The Chinese market was up 29% for the quarter and there are a slew of positive factors that contributed to the large gain, but we will highlight three reasons. The first is that after the worst annual performance in a decade, one would expect an uptick to an undervalued and depressed market. In addition, China’s National People’s Congress is looking to stimulate growth both for businesses and consumers. Lastly, there’s the long-expected MSCI China A-share inclusion.
MSCI confirmed its timetable of boosting its A-Share inclusion. It started including A-shares last year, and A-shares currently account for 2.5% of the index. This inclusion is a multi-year process that is planned to reach 20% by mid-2020. It will have a substantial effect on global fund-flows.
Global index investors will no longer be limited by investments in the large-cap and consumer stocks as they are now, but also in mid-cap A-shares. We see this as a positive long-term trend.
Macro-economic indicators continue to strengthen, as both the March PMI (manufacturing) and Caixin (services) data numbers reached their highest points since January of 2018. It has also been strongly suggested that monetary and fiscal stimulus will soon be re-introduced, which would further lubricate the economic engine.
Other eastern markets have hit highs as well. Asian shares overall are at six-month highs, and emerging markets are at an eight-month peak.

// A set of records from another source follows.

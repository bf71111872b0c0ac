//! Player color representation.

use serde::{Deserialize, Serialize};

/// The two sides of a checkers game.
///
/// Cyan moves first from rows 5-7 toward row 0; Magenta starts on rows 0-2
/// and advances toward row 7.
#[derive(Debug, Clone, Copy, PartialEq, Eq, Hash, Serialize, Deserialize)]
#[serde(rename_all = "lowercase")]
pub enum Color {
    Cyan,
    Magenta,
}

impl Color {
    /// Both colors in turn order.
    pub const ALL: [Color; 2] = [Color::Cyan, Color::Magenta];

    /// Returns the opposite color.
    #[inline]
    pub const fn opposite(self) -> Self {
        match self {
            Color::Cyan => Color::Magenta,
            Color::Magenta => Color::Cyan,
        }
    }

    /// Returns the row step a man of this color advances by (-1 for Cyan, +1 for Magenta).
    #[inline]
    pub const fn forward(self) -> i8 {
        match self {
            Color::Cyan => -1,
            Color::Magenta => 1,
        }
    }

    /// Returns the row on which a man of this color is crowned (0 for Cyan, 7 for Magenta).
    #[inline]
    pub const fn promotion_row(self) -> u8 {
        match self {
            Color::Cyan => 0,
            Color::Magenta => 7,
        }
    }
}

impl std::fmt::Display for Color {
    fn fmt(&self, f: &mut std::fmt::Formatter<'_>) -> std::fmt::Result {
        match self {
            Color::Cyan => write!(f, "Cyan"),
            Color::Magenta => write!(f, "Magenta"),
        }
    }
}
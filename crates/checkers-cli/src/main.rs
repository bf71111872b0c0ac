//! Cyber Checkers - play checkers against the computer in a terminal.
//!
//! Settings come from `checkers.toml` (see [`config`]) and can be overridden
//! on the command line. Finished games are stored in a SQLite database and
//! listed with the `history` subcommand.

mod config;
mod input;
mod render;
mod session;

use anyhow::Context;
use checkers_ai::Difficulty;
use checkers_engine::Transition;
use checkers_history::{HistoryStore, SqliteHistoryStore};
use clap::{Parser, Subcommand};
use config::CheckersConfig;
use input::{parse_command, InputError};
use session::{Reply, Session, HUMAN};
use std::io::Write;
use std::path::PathBuf;
use tokio::io::{AsyncBufReadExt, BufReader};
use tracing_subscriber::EnvFilter;

#[derive(Parser)]
#[command(name = "cyber-checkers")]
#[command(about = "Checkers against a minimax opponent")]
struct Cli {
    #[command(subcommand)]
    command: Commands,
}

#[derive(Subcommand)]
enum Commands {
    /// Play a game against the computer
    Play {
        /// Name recorded in the game history
        #[arg(long)]
        name: Option<String>,
        /// Computer strength: easy, medium or hard
        #[arg(short, long)]
        difficulty: Option<Difficulty>,
        /// Pause before each computer move, in milliseconds
        #[arg(long)]
        think_ms: Option<u64>,
        /// Path to the history database
        #[arg(long)]
        db: Option<PathBuf>,
    },
    /// List finished games, newest first
    History {
        /// Print the records as JSON
        #[arg(long)]
        json: bool,
        /// Path to the history database
        #[arg(long)]
        db: Option<PathBuf>,
    },
}

#[tokio::main]
async fn main() -> anyhow::Result<()> {
    let filter = EnvFilter::try_from_default_env().unwrap_or_else(|_| EnvFilter::new("info"));
    tracing_subscriber::fmt()
        .with_env_filter(filter)
        .with_writer(std::io::stderr)
        .init();

    let cli = Cli::parse();
    let config = CheckersConfig::load().context("loading checkers.toml")?;

    match cli.command {
        Commands::Play {
            name,
            difficulty,
            think_ms,
            db,
        } => {
            let mut config = config.with_overrides(name, difficulty, think_ms);
            if let Some(db) = db {
                config.history_db = db;
            }
            play(config).await
        }
        Commands::History { json, db } => {
            let path = db.unwrap_or(config.history_db);
            history(&path, json)
        }
    }
}

async fn play(config: CheckersConfig) -> anyhow::Result<()> {
    tracing::info!(
        player = %config.player_name,
        difficulty = %config.difficulty,
        "starting game"
    );

    let store = match SqliteHistoryStore::open(&config.history_db) {
        Ok(store) => Some(store),
        Err(e) => {
            tracing::error!(
                error = %e,
                path = %config.history_db.display(),
                "history disabled"
            );
            None
        }
    };

    let mut session = Session::new(&config);
    let mut lines = BufReader::new(tokio::io::stdin()).lines();
    println!("{}", input::HELP);

    loop {
        if session.computer_to_move() {
            println!("{}", render::render_board(session.game().state(), &[]));
            println!("computer is thinking...");
            for result in session.computer_turn().await? {
                report(result);
            }
            continue;
        }

        session.record_outcome(store.as_ref().map(|s| s as &dyn HistoryStore));

        let state = session.game().state();
        println!();
        print!("{}", render::render_board(state, &session.game().legal_targets()));
        println!("{}", render::render_status(state, HUMAN));
        if session.game().is_over() {
            println!("type 'reset' for a new game or 'quit' to leave");
        }
        print!("> ");
        std::io::stdout().flush()?;

        let Some(line) = lines.next_line().await? else {
            break;
        };
        let command = match parse_command(&line) {
            Ok(command) => command,
            Err(InputError::Empty) => continue,
            Err(e) => {
                println!("{e}");
                continue;
            }
        };

        match session.handle(command) {
            Reply::Quit => break,
            Reply::Help => println!("{}", input::HELP),
            Reply::Reset => println!("new game"),
            Reply::Played(Transition::Ignored) => println!("not playable here"),
            Reply::Played(result) => report(result),
        }
    }

    Ok(())
}

fn report(result: Transition) {
    match result {
        Transition::Moved { mv, promoted: true } => println!("{mv}, crowned"),
        Transition::Moved { mv, .. } => println!("{mv}"),
        Transition::Continued { mv, at } => println!("{mv}, keep jumping from {at}"),
        Transition::Finished(outcome) => {
            println!("{} wins after {} moves", outcome.winner, outcome.move_count)
        }
        Transition::Selected(_) | Transition::Ignored => {}
    }
}

fn history(path: &std::path::Path, json: bool) -> anyhow::Result<()> {
    let store = SqliteHistoryStore::open(path)
        .with_context(|| format!("opening history at {}", path.display()))?;
    let records = store.list()?;

    if json {
        println!("{}", serde_json::to_string_pretty(&records)?);
        return Ok(());
    }

    if records.is_empty() {
        println!("no games played yet");
        return Ok(());
    }
    for record in &records {
        println!(
            "{}  {:<12} vs {:<6} AI  {:<7}  {} moves",
            record.created_at.format("%Y-%m-%d %H:%M"),
            record.player_name,
            record.difficulty,
            if record.is_victory() { "VICTORY" } else { "DEFEAT" },
            record.moves
        );
    }
    Ok(())
}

When it comes to Brexit, it was pushed off (again!) and it is unclear whether a deal will ever be reached. However, the MSCI UK and MSCI Europe-ex-UK gained 10.9% and 10.6% for the quarter, respectively. These similar performances do not indicate whether the UK or the rest of the Euro-zone will benefit from a Brexit or no Brexit, but we believe the deleterious effects predicted are vastly overwrought.
While the March UK PMI fell into contraction mode from its February print, the announcement has had little effect on the markets, as shares which would normally have seen a sell-off were likely spared due to the headiness traders were feeling over the Brexit-deal failure. The pound also ticked up.
On the home front, the Federal Reserve is pausing its tightening and curbing the US dollar’s rally.